(Records supplied)
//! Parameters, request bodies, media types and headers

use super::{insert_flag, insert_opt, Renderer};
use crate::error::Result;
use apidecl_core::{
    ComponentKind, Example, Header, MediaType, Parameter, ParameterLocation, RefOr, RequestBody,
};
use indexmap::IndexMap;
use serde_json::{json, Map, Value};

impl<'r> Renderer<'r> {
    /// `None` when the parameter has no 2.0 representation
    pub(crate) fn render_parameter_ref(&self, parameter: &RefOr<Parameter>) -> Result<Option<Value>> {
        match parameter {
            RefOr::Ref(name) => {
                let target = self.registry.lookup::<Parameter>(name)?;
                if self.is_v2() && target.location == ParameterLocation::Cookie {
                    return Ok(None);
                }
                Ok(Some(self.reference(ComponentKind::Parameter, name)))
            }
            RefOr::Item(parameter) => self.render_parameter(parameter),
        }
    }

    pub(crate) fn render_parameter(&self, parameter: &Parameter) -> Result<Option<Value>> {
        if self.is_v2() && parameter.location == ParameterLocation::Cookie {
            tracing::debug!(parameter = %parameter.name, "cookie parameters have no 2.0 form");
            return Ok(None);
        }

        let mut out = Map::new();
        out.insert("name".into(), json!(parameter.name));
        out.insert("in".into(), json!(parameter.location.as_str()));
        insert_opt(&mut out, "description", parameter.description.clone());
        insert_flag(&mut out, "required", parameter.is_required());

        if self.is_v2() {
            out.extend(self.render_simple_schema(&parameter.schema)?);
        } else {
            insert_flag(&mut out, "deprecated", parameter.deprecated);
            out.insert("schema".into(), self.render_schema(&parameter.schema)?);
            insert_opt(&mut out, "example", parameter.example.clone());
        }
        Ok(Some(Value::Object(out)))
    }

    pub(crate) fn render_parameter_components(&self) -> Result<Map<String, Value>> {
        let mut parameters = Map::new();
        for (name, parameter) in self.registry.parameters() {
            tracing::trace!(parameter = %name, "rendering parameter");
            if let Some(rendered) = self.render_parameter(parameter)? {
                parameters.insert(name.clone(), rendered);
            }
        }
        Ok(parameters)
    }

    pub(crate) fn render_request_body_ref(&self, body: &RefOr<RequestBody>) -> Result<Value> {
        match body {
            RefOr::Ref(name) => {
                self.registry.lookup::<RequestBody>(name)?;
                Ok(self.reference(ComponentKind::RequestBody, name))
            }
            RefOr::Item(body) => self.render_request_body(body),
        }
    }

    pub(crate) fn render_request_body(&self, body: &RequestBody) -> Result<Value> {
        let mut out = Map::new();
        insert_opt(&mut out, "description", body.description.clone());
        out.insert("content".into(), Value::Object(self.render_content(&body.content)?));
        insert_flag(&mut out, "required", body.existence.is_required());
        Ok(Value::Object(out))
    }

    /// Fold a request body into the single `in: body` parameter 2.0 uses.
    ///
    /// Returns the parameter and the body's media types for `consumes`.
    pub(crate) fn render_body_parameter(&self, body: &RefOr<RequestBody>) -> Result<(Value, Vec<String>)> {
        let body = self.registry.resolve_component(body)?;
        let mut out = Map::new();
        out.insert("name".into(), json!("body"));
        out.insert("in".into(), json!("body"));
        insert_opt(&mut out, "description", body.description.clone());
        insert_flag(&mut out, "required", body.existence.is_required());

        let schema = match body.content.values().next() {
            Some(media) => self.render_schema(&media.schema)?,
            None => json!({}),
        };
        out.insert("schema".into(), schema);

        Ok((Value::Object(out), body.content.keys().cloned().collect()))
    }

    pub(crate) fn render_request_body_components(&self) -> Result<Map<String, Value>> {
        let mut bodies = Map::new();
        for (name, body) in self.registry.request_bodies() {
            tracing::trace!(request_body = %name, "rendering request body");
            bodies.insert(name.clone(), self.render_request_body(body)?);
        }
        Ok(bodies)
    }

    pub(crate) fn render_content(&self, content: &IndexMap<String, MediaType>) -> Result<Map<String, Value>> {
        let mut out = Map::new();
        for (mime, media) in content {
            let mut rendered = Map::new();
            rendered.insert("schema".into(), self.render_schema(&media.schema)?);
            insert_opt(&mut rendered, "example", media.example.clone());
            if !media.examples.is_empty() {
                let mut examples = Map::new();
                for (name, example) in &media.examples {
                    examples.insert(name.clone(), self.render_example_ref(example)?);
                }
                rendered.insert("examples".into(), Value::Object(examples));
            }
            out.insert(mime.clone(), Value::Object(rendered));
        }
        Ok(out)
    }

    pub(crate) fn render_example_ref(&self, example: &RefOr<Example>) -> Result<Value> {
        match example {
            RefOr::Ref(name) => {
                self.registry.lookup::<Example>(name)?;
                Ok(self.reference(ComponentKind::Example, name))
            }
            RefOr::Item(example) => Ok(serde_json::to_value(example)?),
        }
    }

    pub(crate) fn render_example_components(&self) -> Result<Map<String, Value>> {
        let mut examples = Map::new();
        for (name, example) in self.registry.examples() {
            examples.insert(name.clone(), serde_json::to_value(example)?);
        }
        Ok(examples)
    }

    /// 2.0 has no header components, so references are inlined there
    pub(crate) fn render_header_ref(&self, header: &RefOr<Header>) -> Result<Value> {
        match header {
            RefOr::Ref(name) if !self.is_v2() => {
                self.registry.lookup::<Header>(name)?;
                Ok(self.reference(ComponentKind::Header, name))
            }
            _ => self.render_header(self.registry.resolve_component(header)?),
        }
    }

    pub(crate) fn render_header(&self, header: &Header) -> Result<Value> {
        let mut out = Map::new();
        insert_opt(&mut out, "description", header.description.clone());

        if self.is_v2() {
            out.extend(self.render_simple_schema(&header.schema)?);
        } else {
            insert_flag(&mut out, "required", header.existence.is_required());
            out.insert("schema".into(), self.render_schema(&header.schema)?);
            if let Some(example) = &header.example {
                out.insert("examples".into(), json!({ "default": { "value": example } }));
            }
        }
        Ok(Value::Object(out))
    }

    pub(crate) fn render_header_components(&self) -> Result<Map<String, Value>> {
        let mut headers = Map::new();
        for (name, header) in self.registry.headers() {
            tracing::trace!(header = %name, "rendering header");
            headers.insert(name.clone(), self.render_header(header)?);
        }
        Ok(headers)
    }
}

* * *

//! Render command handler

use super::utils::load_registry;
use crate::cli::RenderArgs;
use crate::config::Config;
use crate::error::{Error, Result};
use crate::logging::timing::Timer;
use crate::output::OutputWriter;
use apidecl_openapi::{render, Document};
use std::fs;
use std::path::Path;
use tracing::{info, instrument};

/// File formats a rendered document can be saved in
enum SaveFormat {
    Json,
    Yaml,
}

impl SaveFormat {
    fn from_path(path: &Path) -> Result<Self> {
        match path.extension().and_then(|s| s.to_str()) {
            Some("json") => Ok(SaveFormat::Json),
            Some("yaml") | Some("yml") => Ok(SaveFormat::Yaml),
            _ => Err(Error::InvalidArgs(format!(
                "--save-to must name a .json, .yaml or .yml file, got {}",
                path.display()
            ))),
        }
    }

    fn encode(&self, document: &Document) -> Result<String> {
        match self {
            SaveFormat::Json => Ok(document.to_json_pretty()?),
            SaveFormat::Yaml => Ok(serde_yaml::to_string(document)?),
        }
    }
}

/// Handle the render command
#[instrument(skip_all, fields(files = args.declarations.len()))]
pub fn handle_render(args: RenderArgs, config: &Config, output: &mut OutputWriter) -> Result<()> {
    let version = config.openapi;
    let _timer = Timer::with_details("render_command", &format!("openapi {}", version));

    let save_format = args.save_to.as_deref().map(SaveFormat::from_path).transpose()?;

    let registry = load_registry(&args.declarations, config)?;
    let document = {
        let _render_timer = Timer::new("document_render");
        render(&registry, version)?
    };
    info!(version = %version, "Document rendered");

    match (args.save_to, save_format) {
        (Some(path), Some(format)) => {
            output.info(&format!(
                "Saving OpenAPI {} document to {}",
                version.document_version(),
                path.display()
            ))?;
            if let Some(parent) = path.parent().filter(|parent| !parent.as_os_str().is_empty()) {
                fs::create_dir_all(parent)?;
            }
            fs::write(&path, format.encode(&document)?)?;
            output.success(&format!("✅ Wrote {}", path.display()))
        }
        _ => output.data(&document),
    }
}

(Problem requirements)
From the records above, transcribe without alteration every line from the one with "types and headers" to the one with "Ok(Some(self.reference(ComponentKind::Parameter, name)))", inclusive.

(Solved exercise)
//! Parameters, request bodies, media types and headers

use super::{insert_flag, insert_opt, Renderer};
use crate::error::Result;
use apidecl_core::{
    ComponentKind, Example, Header, MediaType, Parameter, ParameterLocation, RefOr, RequestBody,
};
use indexmap::IndexMap;
use serde_json::{json, Map, Value};

impl<'r> Renderer<'r> {
    /// `None` when the parameter has no 2.0 representation
    pub(crate) fn render_parameter_ref(&self, parameter: &RefOr<Parameter>) -> Result<Option<Value>> {
        match parameter {
            RefOr::Ref(name) => {
                let target = self.registry.lookup::<Parameter>(name)?;
                if self.is_v2() && target.location == ParameterLocation::Cookie {
                    return Ok(None);
                }
                Ok(Some(self.reference(ComponentKind::Parameter, name)))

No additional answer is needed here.